Quanto à tão propalada qualidade do vinho, nesse mar de vinhos, o que seria em
síntese? Robert Parker, temido editor do The Wine Advocate, ao ser
perguntado sobre as qualidades mais importantes que um bom vinho deve
ter, respondeu: "Somente uma: proporcionar prazer para quem bebe.
Vinho bom é aquele que você gosta. Simples
assim"6.
Portanto, há espaço para vários gostos e renda, inclusive para os vinhos de
mesa, de videiras americanas e híbridas.

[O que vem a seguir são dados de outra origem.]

//! Per-user fixed-window rate limiter middleware.
//!
//! Each authenticated user gets `max_per_sec` requests per one-second
//! window. Requests without an identity share one anonymous bucket. Must
//! run inside the auth middleware so the identity extension is present.

use std::collections::HashMap;
use std::sync::{Arc, Mutex};
use std::time::{SystemTime, UNIX_EPOCH};

use axum::extract::{Extension, Request};
use axum::middleware::Next;
use axum::http::StatusCode;
use axum::response::{IntoResponse, Response};
use axum::Json;
use tracing::warn;

use ragchat_core::types::UserIdentity;

const ANONYMOUS: &str = "";

#[derive(Clone, Copy)]
struct Window {
    second: u64,
    count: u64,
}

/// Shared state for the rate limiter.
#[derive(Clone)]
pub struct RateLimiter {
    max_per_sec: u64,
    windows: Arc<Mutex<HashMap<String, Window>>>,
}

impl RateLimiter {
    pub fn new(max_per_sec: u64) -> Self {
        Self {
            max_per_sec,
            windows: Arc::new(Mutex::new(HashMap::new())),
        }
    }

    /// Count one request for `key` at epoch second `now`.
    fn try_acquire_at(&self, key: &str, now: u64) -> bool {
        let Ok(mut windows) = self.windows.lock() else {
            return true;
        };
        // Bound the map: forget users idle since an earlier second.
        if windows.len() > 1024 {
            windows.retain(|_, w| w.second == now);
        }
        let window = windows.entry(key.to_string()).or_insert(Window {
            second: now,
            count: 0,
        });
        if window.second != now {
            *window = Window {
                second: now,
                count: 0,
            };
        }
        window.count += 1;
        window.count <= self.max_per_sec
    }

    fn try_acquire(&self, key: &str) -> bool {
        let now = SystemTime::now()
            .duration_since(UNIX_EPOCH)
            .unwrap_or_default()
            .as_secs();
        self.try_acquire_at(key, now)
    }
}

/// Axum middleware that enforces the per-user limit.
pub async fn rate_limit_middleware(
    Extension(limiter): Extension<RateLimiter>,
    req: Request,
    next: Next,
) -> Response {
    let key = req
        .extensions()
        .get::<UserIdentity>()
        .map(|id| id.as_str().to_string())
        .unwrap_or_else(|| ANONYMOUS.to_string());
    if limiter.try_acquire(&key) {
        next.run(req).await
    } else {
        warn!(uid = %key, "Rate limit exceeded");
        (
            StatusCode::TOO_MANY_REQUESTS,
            Json(serde_json::json!({
                "error": "too_many_requests",
                "message": "Rate limit exceeded"
            })),
        )
            .into_response()
    }
}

Vinhos de mesa que atendam aos
requisitos exigidos para a função de um bom vinho, ou seja, de alimentar,
saciar, compartilhar, conviver, festejar etc.
Mark
Chien, viticultor formado em Viticultura & Enologia pela prestigiosa
Universidade de Califórnia Davis, e consultor em viticultura, no seu artigo
In praise of grape diversity, fornece melhor que ninguém a visão de como
as uvas americanas e as híbridas podem ter lugar ao sol no mercado de vinhos
mesmo num mundo dominado pela Vitis vinifera. No passado, já produtor de
delicadas uvas Pinot Noir no Oregon e palato acostumado até então a
vinhos finos de Vitis vinifera, quando se mudou para a Pensilvânia teve
um rude despertar ao ser confrontado com nome de uvas híbridas como
Traminette e Concord. Mas um dia, numa tarde quente de verão,
durante um encontro de fim de semana numa vinícola, viu centenas de pessoas
divertindo–se com música, comida e vinho e para seu espanto, de vinhos suaves ou
semi–secos feitos de uvas da variedade americana ou híbrida. "Mon dieu! Estes
vinhos estavam proporcionando tanto prazer quanto qualquer cult wine de Napa
Valley Cabernet Sauvignon e por um preço bem melhor. O vinho proporcionava
exatamente a experiência que todos nós esperamos – perfeito acompanhamento para
uma boa comida, convivência, boa conversa e divertimento. Poderia a experiência
deles ter sido melhor se eles estivessem tomando um vinho caro? Seriam essa
gente bebendo vinhos simples de uvas híbridas menos que um consumidor de
Bordeaux? Eu diria não em ambos os casos" 7.
O
Jefferson Cup, uma competição de melhores vinhos americanos, comandada
por Doug Frost, Master of Wine e Master Sommelier – títulos
valorizados e difíceis de obtenção no mundo de vinhos8 – convida,
para o evento de 2008, várias vinícolas americanas consideradas de excelência,
entre elas várias especializadas em vinhos de videiras americanas e/ou híbridas.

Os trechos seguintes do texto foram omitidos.